A report looking into the state of global roads has found that British roads are ranked 27th, behind countries such as Chile and Cyprus, and just one place above Israel.

The study, published by the independent World Economic Forum, ranked the United Arab Emirates first, Singapore second and Switzerland in third for the best quality of roads. The UK retained its position from the previous year.

Other notable rankings included France’s roads being seventh, the US’s in tenth and Germany’s highways in 15th position.

The report by the forum is based on an annual survey from business leaders globally, and asks them to rate their country’s roads’ “extensiveness and condition” from extremely poor to extremely good.

However, despite British roads being ranked far down the survey, a separate study found UK motorists pay some of the highest fuel duty of any country.

Separate analysis by fuel price interest group FairFuelUK showed that a 57.9p-a-litre duty on fuel was the highest of any country in the European Union. The lowest was Sweden with fuel duty per litre of just 29p.

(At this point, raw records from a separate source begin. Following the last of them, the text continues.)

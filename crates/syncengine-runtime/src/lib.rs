// crates/syncengine-runtime/src/lib.rs
// ============================================================================
// Module: Sync Engine Runtime Library
// Description: Public API surface for the reactive engine loop.
// Purpose: Expose the Engine, its event queue, flow-token generation, cycle
//          and quota enforcement, the where/then executors, and crash
//          recovery, wired against any backend implementing
//          syncengine_core::{Store, StateStore}.
// Dependencies: crate::{cycle, engine, error, flow, queue, quota, recovery,
//               then_exec, where_exec}
// ============================================================================

//! ## Overview
//! This crate turns the matcher and data model exposed by
//! [`syncengine_core`] into a runnable engine: a single-consumer
//! [`EventQueue`], a per-flow [`CycleDetector`] and [`QuotaEnforcer`], the
//! where-clause fan-out and then-clause firing stages, and [`Engine`] itself,
//! which ties them together into the dequeue-match-fire loop. [`recovery`]
//! is a pure projection over [`syncengine_core::Store`] and does not depend
//! on any other module here, so it can run against a store no live engine
//! has touched.

// ============================================================================
// SECTION: Modules
// ============================================================================

mod cycle;
mod engine;
mod error;
mod flow;
mod queue;
mod quota;
pub mod recovery;
mod then_exec;
mod where_exec;

// ============================================================================
// SECTION: Re-Exports
// ============================================================================

pub use cycle::CycleDetector;
pub use engine::Engine;
pub use engine::EngineConfig;
pub use engine::EngineStore;
pub use engine::EventOutcome;
pub use error::EngineError;
pub use flow::FixedSequenceFlowTokenGenerator;
pub use flow::FlowTokenGenerator;
pub use flow::Uuidv7FlowTokenGenerator;
pub use queue::Event;
pub use queue::EventQueue;
pub use quota::DEFAULT_MAX_STEPS_PER_FLOW;
pub use quota::QuotaEnforcer;
pub use quota::QuotaExceeded;
pub use recovery::FlowState;
pub use recovery::ReplayEvent;
pub use recovery::find_incomplete_flows;
pub use recovery::load_flow_state;
pub use recovery::replay_sequence;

A spokesperson for the Department for Transport told the Times: “We are investing a record £23 billion to increase capacity and improve journeys. This includes providing local highway authorities in England, outside London, with more than £6 billion to help improve roads, including £296 million to help fix potholes and stop them forming.

“While it is for councils to identify where repairs should be undertaken, we are also looking at how innovative technology can help keep their roads in the best condition, saving money.”